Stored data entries
****************
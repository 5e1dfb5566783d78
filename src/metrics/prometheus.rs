use anyhow::{Context, Result};
use reqwest::Client;
use std::fs;
use std::path::PathBuf;
use tracing::{debug, info};

use super::{epoch_seconds, post_name_match, send_checked, MetricsSink, Series};

/// OpenMetrics text lines for a series, oldest sample first.
///
/// Values are rounded to two decimals; timestamps are seconds.
pub fn exposition_lines(series: &Series) -> Vec<String> {
    let selector = series.selector();
    series
        .samples
        .iter()
        .map(|(date, value)| {
            format!(
                "{} {} {}",
                selector,
                value.round_dp(2),
                epoch_seconds(*date)
            )
        })
        .collect()
}

/// Writes an OpenMetrics exposition file for backfilling into Prometheus.
///
/// Deleting goes through the TSDB admin API of the server at `url`.
pub struct PrometheusSink {
    url: String,
    output: PathBuf,
    client: Client,
    buffer: Vec<String>,
}

impl PrometheusSink {
    pub fn new(url: impl Into<String>, output: impl Into<PathBuf>) -> Self {
        Self {
            url: url.into(),
            output: output.into(),
            client: Client::new(),
            buffer: Vec::new(),
        }
    }

    pub fn buffered(&self) -> &[String] {
        &self.buffer
    }
}

impl MetricsSink for PrometheusSink {
    async fn delete(&mut self, pattern: &str) -> Result<()> {
        post_name_match(&self.client, &self.url, "/api/v1/admin/tsdb/delete_series", pattern)
            .await?;

        let endpoint = format!(
            "{}/api/v1/admin/tsdb/clean_tombstones",
            self.url.trim_end_matches('/')
        );
        send_checked(self.client.post(&endpoint), &endpoint).await?;

        info!("Deleted metrics matching {} at {}", pattern, self.url);
        Ok(())
    }

    fn push(&mut self, series: &Series) {
        let lines = exposition_lines(series);
        debug!("Buffered {} samples for {}", lines.len(), series.selector());
        self.buffer.extend(lines);
    }

    async fn flush(&mut self) -> Result<()> {
        let mut text = self.buffer.join("\n");
        text.push_str("\n# EOF\n");

        fs::write(&self.output, text)
            .with_context(|| format!("Failed to write {}", self.output.display()))?;

        info!(
            "Wrote {} samples to {}",
            self.buffer.len(),
            self.output.display()
        );
        self.buffer.clear();
        Ok(())
    }
}
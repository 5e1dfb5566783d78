//! Output formatting module for CLI display
//!
//! This module handles all terminal output formatting, separating
//! the concerns of data calculation from presentation.

use colored::Colorize;
use rust_decimal::Decimal;
use serde::Serialize;
use tabled::{
    settings::{object::Columns, Alignment, Style},
    Table, Tabled,
};

use crate::metrics::Series;
use crate::utils::{format_amount, format_number};

/// Serialize anything for `--json` output
pub fn format_json<T: Serialize + ?Sized>(value: &T) -> String {
    serde_json::to_string_pretty(value)
        .unwrap_or_else(|e| format!(r#"{{"error": "JSON serialization failed: {}"}}"#, e))
}

fn colored_amount(value: Decimal) -> String {
    if value >= Decimal::ZERO {
        format_amount(value).green().to_string()
    } else {
        format_amount(value).red().to_string()
    }
}

/// One row per series with its extent and latest value
pub fn format_series_table(series: &[Series]) -> String {
    #[derive(Tabled)]
    struct SeriesRow {
        #[tabled(rename = "Metric")]
        name: String,
        #[tabled(rename = "Name")]
        label: String,
        #[tabled(rename = "Commodity/Type")]
        kind: String,
        #[tabled(rename = "Samples")]
        samples: usize,
        #[tabled(rename = "From")]
        from: String,
        #[tabled(rename = "To")]
        to: String,
        #[tabled(rename = "Latest")]
        latest: String,
    }

    let rows: Vec<SeriesRow> = series
        .iter()
        .map(|s| {
            let first = s.samples.keys().next();
            let last = s.samples.iter().next_back();
            SeriesRow {
                name: s.name.clone(),
                label: s.label("name").unwrap_or_default().to_string(),
                kind: s
                    .label("commodity")
                    .or_else(|| s.label("type"))
                    .unwrap_or_default()
                    .to_string(),
                samples: s.samples.len(),
                from: first.map(|d| d.to_string()).unwrap_or_else(|| "-".to_string()),
                to: last
                    .map(|(d, _)| d.to_string())
                    .unwrap_or_else(|| "-".to_string()),
                latest: last
                    .map(|(_, v)| format_number(*v))
                    .unwrap_or_else(|| "-".to_string()),
            }
        })
        .collect();

    let total: usize = series.iter().map(|s| s.samples.len()).sum();

    let mut output = format!("\n{} Metric series\n\n", "📈".cyan().bold());
    let mut table = Table::new(&rows);
    table.with(Style::modern());
    table.modify(Columns::new(3..), Alignment::right());
    output.push_str(&table.to_string());
    output.push_str(&format!(
        "\n\n{:<20} {}\n{:<20} {}\n",
        "Series:".bold(),
        series.len(),
        "Samples:".bold(),
        total
    ));
    output
}

/// Daily value table of a balance series
pub fn format_balance_table(series: &Series) -> String {
    #[derive(Tabled)]
    struct BalanceRow {
        #[tabled(rename = "Date")]
        date: String,
        #[tabled(rename = "Value")]
        value: String,
    }

    let account = series.label("name").unwrap_or_default();
    if series.samples.is_empty() {
        return format!(
            "{} No balances found for {}\n",
            "ℹ".blue().bold(),
            account.bold()
        );
    }

    let rows: Vec<BalanceRow> = series
        .samples
        .iter()
        .map(|(date, value)| BalanceRow {
            date: date.to_string(),
            value: colored_amount(*value),
        })
        .collect();

    let mut output = format!("\n{} {}\n\n", "💰".cyan().bold(), account);
    let mut table = Table::new(&rows);
    table.with(Style::modern());
    table.modify(Columns::new(1..), Alignment::right());
    output.push_str(&table.to_string());
    output.push('\n');
    output
}

/// Journal lines about to be appended
pub fn format_appended(lines: &[String], path: &std::path::Path) -> String {
    if lines.is_empty() {
        return format!(
            "{} Nothing new to write to {}\n",
            "ℹ".blue().bold(),
            path.display()
        );
    }

    let mut output = format!(
        "{} Writing {} lines to {}\n",
        "✓".green().bold(),
        lines.len(),
        path.display()
    );
    for line in lines {
        output.push_str(&format!("  {}\n", line.bright_black()));
    }
    output
}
****************
▶ _EXERCISE_: Restate each of the entries above verbatim.

▶ _PROBLEM SOLUTION_:
repository 5e1dfb5566783d78
filename src/metrics/prometheus.rs
use anyhow::{Context, Result};
use reqwest::Client;
use std::fs;
use std::path::PathBuf;
use tracing::{debug, info};

use super::{epoch_seconds, post_name_match, send_checked, MetricsSink, Series};

/// OpenMetrics text lines for a series, oldest sample first.
///
/// Values are rounded to two decimals; timestamps are seconds.
pub fn exposition_lines(series: &Series) -> Vec<String> {
    let selector = series.selector();
    series
        .samples
        .iter()
        .map(|(date, value)| {
            format!(
                "{} {} {}",
                selector,
                value.round_dp(2),
                epoch_seconds(*date)
            )
        })
        .collect()
}

/// Writes an OpenMetrics exposition file for backfilling into Prometheus.
///
/// Deleting goes through the TSDB admin API of the server at `url`.
pub struct PrometheusSink {
    url: String,
    output: PathBuf,
    client: Client,
    buffer: Vec<String>,
}

impl PrometheusSink {
    pub fn new(url: impl Into<String>, output: impl Into<PathBuf>) -> Self {
        Self {
            url: url.into(),
            output: output.into(),
            client: Client::new(),
            buffer: Vec::new(),
        }
    }

    pub fn buffered(&self) -> &[String] {
        &self.buffer
    }
}

impl MetricsSink for PrometheusSink {
    async fn delete(&mut self, pattern: &str) -> Result<()> {
        post_name_match(&self.client, &self.url, "/api/v1/admin/tsdb/delete_series", pattern)
            .await?;

        let endpoint = format!(
            "{}/api/v1/admin/tsdb/clean_tombstones",
            self.url.trim_end_matches('/')
        );
        send_checked(self.client.post(&endpoint), &endpoint).await?;

        info!("Deleted metrics matching {} at {}", pattern, self.url);
        Ok(())
    }

    fn push(&mut self, series: &Series) {
        let lines = exposition_lines(series);
        debug!("Buffered {} samples for {}", lines.len(), series.selector());
        self.buffer.extend(lines);
    }

    async fn flush(&mut self) -> Result<()> {
        let mut text = self.buffer.join("\n");
        text.push_str("\n# EOF\n");

        fs::write(&self.output, text)
            .with_context(|| format!("Failed to write {}", self.output.display()))?;

        info!(
            "Wrote {} samples to {}",
            self.buffer.len(),
            self.output.display()
        );
        self.buffer.clear();
        Ok(())
    }
}
repository 5e1dfb5566783d78
//! Output formatting module for CLI display
//!
//! This module handles all terminal output formatting, separating
//! the concerns of data calculation from presentation.

use colored::Colorize;
use rust_decimal::Decimal;
use serde::Serialize;
use tabled::{
    settings::{object::Columns, Alignment, Style},
    Table, Tabled,
};

use crate::metrics::Series;
use crate::utils::{format_amount, format_number};

/// Serialize anything for `--json` output
pub fn format_json<T: Serialize + ?Sized>(value: &T) -> String {
    serde_json::to_string_pretty(value)
        .unwrap_or_else(|e| format!(r#"{{"error": "JSON serialization failed: {}"}}"#, e))
}

fn colored_amount(value: Decimal) -> String {
    if value >= Decimal::ZERO {
        format_amount(value).green().to_string()
    } else {
        format_amount(value).red().to_string()
    }
}

/// One row per series with its extent and latest value
pub fn format_series_table(series: &[Series]) -> String {
    #[derive(Tabled)]
    struct SeriesRow {
        #[tabled(rename = "Metric")]
        name: String,
        #[tabled(rename = "Name")]
        label: String,
        #[tabled(rename = "Commodity/Type")]
        kind: String,
        #[tabled(rename = "Samples")]
        samples: usize,
        #[tabled(rename = "From")]
        from: String,
        #[tabled(rename = "To")]
        to: String,
        #[tabled(rename = "Latest")]
        latest: String,
    }

    let rows: Vec<SeriesRow> = series
        .iter()
        .map(|s| {
            let first = s.samples.keys().next();
            let last = s.samples.iter().next_back();
            SeriesRow {
                name: s.name.clone(),
                label: s.label("name").unwrap_or_default().to_string(),
                kind: s
                    .label("commodity")
                    .or_else(|| s.label("type"))
                    .unwrap_or_default()
                    .to_string(),
                samples: s.samples.len(),
                from: first.map(|d| d.to_string()).unwrap_or_else(|| "-".to_string()),
                to: last
                    .map(|(d, _)| d.to_string())
                    .unwrap_or_else(|| "-".to_string()),
                latest: last
                    .map(|(_, v)| format_number(*v))
                    .unwrap_or_else(|| "-".to_string()),
            }
        })
        .collect();

    let total: usize = series.iter().map(|s| s.samples.len()).sum();

    let mut output = format!("\n{} Metric series\n\n", "📈".cyan().bold());
    let mut table = Table::new(&rows);
    table.with(Style::modern());
    table.modify(Columns::new(3..), Alignment::right());
    output.push_str(&table.to_string());
    output.push_str(&format!(
        "\n\n{:<20} {}\n{:<20} {}\n",
        "Series:".bold(),
        series.len(),
        "Samples:".bold(),
        total
    ));
    output
}

/// Daily value table of a balance series
pub fn format_balance_table(series: &Series) -> String {
    #[derive(Tabled)]
    struct BalanceRow {
        #[tabled(rename = "Date")]
        date: String,
        #[tabled(rename = "Value")]
        value: String,
    }

    let account = series.label("name").unwrap_or_default();
    if series.samples.is_empty() {
        return format!(
            "{} No balances found for {}\n",
            "ℹ".blue().bold(),
            account.bold()
        );
    }

    let rows: Vec<BalanceRow> = series
        .samples
        .iter()
        .map(|(date, value)| BalanceRow {
            date: date.to_string(),
            value: colored_amount(*value),
        })
        .collect();

    let mut output = format!("\n{} {}\n\n", "💰".cyan().bold(), account);
    let mut table = Table::new(&rows);
    table.with(Style::modern());
    table.modify(Columns::new(1..), Alignment::right());
    output.push_str(&table.to_string());
    output.push('\n');
    output
}

/// Journal lines about to be appended
pub fn format_appended(lines: &[String], path: &std::path::Path) -> String {
    if lines.is_empty() {
        return format!(
            "{} Nothing new to write to {}\n",
            "ℹ".blue().bold(),
            path.display()
        );
    }

    let mut output = format!(
        "{} Writing {} lines to {}\n",
        "✓".green().bold(),
        lines.len(),
        path.display()
    );
    for line in lines {
        output.push_str(&format!("  {}\n", line.bright_black()));
    }
    output
}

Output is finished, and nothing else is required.